Count the lines in the data below that include the word "unlist", then state the total and nothing besides.

[Stored items]
========

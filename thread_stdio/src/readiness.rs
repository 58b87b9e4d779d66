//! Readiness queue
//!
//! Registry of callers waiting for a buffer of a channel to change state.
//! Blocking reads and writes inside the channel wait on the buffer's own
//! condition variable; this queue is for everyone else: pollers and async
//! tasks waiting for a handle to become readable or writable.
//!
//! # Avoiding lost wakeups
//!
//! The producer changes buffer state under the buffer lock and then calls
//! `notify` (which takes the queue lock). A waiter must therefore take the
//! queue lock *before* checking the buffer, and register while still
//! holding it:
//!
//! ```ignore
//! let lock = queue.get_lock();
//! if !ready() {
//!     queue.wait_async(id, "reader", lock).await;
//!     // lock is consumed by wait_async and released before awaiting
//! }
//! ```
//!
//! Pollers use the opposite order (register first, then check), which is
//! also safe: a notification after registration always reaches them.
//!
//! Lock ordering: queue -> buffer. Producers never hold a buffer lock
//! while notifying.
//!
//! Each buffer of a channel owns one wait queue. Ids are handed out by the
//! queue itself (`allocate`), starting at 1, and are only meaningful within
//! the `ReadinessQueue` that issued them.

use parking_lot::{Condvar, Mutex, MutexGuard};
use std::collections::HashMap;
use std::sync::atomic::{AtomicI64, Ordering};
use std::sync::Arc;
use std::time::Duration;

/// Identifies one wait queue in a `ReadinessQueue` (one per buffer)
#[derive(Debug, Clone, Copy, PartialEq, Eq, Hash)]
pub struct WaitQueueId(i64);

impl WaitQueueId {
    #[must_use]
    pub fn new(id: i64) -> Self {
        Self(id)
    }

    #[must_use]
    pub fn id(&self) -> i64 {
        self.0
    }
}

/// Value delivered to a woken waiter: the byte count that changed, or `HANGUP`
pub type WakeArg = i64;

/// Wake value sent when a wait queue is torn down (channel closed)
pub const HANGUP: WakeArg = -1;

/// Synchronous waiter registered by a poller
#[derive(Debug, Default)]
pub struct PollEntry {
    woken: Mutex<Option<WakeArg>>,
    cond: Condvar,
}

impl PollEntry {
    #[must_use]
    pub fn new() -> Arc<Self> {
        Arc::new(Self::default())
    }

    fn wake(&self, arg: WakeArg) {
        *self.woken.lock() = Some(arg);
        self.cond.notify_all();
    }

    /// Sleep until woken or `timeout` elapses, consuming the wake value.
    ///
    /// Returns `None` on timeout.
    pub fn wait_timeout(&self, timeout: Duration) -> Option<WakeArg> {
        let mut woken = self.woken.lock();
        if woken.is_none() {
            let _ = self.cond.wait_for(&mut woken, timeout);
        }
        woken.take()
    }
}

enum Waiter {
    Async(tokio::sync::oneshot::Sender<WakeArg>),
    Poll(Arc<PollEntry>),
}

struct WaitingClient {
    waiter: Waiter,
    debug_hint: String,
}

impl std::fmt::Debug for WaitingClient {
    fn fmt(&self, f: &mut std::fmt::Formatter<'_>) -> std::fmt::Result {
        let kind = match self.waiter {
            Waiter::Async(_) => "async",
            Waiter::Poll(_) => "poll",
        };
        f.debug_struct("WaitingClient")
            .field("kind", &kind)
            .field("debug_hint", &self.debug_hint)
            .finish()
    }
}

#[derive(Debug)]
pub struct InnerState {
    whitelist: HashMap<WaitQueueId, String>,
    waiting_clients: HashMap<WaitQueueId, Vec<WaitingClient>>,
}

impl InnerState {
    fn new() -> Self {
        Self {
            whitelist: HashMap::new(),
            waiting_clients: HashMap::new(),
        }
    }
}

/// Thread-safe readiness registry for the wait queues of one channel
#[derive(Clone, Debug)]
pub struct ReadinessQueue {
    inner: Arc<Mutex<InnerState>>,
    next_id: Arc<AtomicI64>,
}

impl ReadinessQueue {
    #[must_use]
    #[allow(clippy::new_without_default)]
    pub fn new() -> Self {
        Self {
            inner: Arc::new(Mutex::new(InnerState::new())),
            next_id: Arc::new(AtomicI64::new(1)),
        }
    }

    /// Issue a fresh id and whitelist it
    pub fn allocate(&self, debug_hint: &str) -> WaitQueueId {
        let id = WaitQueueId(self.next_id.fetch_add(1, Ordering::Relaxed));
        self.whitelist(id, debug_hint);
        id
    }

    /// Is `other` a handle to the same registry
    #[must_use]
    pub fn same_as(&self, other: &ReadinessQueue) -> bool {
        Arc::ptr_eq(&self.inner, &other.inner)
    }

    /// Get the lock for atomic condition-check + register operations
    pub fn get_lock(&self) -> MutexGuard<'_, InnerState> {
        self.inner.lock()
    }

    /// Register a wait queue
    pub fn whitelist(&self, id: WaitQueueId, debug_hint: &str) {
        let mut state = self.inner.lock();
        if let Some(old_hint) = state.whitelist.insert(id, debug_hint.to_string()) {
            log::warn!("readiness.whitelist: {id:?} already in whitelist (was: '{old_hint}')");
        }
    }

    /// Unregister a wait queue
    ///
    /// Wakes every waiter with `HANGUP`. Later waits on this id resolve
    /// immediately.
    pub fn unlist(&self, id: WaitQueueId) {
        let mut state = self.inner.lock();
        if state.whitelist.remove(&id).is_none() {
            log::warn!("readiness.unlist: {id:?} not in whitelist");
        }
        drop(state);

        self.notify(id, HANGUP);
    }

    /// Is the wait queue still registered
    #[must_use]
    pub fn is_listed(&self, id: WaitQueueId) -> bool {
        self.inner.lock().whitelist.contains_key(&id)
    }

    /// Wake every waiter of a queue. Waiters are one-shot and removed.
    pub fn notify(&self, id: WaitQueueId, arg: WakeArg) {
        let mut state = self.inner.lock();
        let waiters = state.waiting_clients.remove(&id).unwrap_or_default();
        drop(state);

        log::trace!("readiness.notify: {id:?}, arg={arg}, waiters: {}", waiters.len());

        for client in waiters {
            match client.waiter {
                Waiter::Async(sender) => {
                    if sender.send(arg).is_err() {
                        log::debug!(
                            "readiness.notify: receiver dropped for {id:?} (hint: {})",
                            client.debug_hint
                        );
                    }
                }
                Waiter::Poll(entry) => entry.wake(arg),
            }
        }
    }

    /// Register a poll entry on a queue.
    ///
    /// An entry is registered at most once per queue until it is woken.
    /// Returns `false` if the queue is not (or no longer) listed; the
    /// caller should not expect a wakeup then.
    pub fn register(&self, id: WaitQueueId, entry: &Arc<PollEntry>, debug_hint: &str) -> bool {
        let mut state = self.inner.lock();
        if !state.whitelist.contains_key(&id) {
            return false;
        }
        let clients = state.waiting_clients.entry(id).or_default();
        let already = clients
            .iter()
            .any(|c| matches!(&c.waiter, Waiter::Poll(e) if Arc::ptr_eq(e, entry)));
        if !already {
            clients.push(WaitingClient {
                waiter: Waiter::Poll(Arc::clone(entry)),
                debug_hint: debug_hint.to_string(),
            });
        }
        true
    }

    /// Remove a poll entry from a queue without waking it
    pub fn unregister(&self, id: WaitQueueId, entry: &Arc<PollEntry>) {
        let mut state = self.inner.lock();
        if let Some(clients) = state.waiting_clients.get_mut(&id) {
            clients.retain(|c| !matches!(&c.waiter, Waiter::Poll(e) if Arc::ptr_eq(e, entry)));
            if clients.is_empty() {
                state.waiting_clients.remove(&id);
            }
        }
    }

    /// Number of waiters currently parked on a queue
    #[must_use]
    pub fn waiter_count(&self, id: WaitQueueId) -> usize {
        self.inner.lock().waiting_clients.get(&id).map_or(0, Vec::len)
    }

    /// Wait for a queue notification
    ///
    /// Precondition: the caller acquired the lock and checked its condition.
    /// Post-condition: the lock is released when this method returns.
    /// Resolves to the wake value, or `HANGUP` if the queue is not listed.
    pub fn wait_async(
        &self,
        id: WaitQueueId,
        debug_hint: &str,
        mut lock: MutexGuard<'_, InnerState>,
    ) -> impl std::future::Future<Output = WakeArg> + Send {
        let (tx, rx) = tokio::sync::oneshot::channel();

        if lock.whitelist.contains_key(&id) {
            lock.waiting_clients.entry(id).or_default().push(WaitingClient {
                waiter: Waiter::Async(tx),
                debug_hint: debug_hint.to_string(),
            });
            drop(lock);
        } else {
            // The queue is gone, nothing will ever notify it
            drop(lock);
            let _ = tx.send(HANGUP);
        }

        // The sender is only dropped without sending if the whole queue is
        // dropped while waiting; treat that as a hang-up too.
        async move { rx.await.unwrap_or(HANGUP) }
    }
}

========

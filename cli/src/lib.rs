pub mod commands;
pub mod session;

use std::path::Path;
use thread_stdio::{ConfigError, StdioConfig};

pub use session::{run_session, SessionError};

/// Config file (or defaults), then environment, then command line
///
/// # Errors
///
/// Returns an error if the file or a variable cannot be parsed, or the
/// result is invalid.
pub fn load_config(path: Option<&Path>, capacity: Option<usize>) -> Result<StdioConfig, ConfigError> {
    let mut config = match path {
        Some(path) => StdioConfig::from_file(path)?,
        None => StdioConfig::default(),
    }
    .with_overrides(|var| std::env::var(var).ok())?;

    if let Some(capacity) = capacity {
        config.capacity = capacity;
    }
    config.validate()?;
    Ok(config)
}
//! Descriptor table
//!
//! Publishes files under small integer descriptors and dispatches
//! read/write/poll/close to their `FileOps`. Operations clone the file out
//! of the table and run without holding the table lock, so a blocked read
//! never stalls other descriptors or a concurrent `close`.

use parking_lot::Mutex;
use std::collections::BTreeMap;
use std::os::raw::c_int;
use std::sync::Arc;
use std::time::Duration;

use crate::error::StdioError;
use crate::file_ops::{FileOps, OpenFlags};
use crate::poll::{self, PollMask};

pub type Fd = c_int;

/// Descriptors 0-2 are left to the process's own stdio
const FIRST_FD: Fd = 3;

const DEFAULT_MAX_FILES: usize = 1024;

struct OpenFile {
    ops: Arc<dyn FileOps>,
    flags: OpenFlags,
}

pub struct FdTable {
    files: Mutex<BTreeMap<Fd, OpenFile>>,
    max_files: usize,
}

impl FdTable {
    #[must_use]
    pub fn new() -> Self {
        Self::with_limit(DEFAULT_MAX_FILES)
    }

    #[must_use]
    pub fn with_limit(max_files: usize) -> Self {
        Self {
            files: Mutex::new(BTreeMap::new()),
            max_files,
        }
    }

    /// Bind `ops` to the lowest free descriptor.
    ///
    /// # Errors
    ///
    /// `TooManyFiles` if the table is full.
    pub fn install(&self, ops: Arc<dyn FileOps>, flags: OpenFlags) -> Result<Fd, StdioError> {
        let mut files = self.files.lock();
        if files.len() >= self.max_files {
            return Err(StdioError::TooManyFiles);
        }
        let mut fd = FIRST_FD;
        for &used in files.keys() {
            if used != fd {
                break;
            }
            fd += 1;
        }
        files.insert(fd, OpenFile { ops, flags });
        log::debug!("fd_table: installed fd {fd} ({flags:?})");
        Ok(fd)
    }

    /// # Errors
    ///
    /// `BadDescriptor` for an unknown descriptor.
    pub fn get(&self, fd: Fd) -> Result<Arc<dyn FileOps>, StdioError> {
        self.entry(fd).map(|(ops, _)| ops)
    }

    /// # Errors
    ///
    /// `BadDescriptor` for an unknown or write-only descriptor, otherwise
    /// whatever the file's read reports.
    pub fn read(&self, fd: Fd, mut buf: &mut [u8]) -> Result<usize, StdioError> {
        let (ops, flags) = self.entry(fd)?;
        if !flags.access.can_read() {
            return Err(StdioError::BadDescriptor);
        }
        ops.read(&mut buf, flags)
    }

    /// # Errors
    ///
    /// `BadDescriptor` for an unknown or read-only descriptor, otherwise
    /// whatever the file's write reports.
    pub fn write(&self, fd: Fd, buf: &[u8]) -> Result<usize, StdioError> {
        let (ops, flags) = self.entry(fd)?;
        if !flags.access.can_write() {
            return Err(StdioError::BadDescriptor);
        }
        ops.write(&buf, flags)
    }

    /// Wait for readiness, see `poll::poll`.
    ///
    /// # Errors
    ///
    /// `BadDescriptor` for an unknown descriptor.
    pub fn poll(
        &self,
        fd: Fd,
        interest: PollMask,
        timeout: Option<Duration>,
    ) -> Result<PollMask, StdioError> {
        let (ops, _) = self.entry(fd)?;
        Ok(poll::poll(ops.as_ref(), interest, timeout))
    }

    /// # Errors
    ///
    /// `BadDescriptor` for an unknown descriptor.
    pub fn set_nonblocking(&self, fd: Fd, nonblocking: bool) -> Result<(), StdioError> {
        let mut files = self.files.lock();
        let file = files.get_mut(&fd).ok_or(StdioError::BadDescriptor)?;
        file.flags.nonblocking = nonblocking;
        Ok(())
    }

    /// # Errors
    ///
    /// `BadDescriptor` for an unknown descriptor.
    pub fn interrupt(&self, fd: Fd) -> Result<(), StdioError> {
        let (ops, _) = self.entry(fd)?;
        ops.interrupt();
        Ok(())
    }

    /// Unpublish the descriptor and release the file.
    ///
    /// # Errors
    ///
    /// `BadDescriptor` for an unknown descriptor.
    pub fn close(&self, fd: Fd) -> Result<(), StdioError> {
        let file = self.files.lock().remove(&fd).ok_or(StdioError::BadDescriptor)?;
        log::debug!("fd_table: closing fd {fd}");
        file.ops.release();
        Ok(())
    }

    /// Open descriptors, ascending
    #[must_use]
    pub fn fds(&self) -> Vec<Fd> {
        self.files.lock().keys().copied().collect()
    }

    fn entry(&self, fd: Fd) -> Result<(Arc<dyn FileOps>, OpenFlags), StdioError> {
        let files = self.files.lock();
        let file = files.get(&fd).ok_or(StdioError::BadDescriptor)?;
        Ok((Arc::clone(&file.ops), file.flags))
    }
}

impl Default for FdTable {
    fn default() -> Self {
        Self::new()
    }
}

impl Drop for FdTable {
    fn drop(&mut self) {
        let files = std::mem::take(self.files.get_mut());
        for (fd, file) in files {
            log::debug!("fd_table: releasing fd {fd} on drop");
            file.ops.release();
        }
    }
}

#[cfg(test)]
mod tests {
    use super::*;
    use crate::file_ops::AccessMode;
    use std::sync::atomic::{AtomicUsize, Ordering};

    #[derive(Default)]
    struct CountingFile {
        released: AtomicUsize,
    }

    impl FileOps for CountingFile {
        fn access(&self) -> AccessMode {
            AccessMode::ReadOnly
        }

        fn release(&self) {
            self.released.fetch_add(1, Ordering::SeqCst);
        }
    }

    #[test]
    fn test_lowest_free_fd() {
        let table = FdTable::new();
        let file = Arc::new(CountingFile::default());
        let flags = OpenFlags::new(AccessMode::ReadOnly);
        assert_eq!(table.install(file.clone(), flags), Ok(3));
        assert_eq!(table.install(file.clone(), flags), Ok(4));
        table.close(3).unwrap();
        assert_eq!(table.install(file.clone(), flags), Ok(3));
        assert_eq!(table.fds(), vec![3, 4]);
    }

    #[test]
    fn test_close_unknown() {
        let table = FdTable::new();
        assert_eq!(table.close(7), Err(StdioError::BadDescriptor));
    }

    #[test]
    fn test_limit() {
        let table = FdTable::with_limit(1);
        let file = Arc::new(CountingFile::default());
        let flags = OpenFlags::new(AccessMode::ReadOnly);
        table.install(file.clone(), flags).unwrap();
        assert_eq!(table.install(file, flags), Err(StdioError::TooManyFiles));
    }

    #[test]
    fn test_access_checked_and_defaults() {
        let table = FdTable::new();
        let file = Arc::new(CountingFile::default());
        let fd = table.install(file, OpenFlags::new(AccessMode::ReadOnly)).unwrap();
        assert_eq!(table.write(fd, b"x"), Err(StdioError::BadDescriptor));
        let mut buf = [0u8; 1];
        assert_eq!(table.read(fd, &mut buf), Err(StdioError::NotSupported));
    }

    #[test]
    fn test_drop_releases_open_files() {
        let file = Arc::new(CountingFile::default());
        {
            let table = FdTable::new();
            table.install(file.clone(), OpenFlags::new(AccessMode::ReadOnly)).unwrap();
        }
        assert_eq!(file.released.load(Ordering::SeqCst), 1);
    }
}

========

OUTPUT OF THE TASK ->
2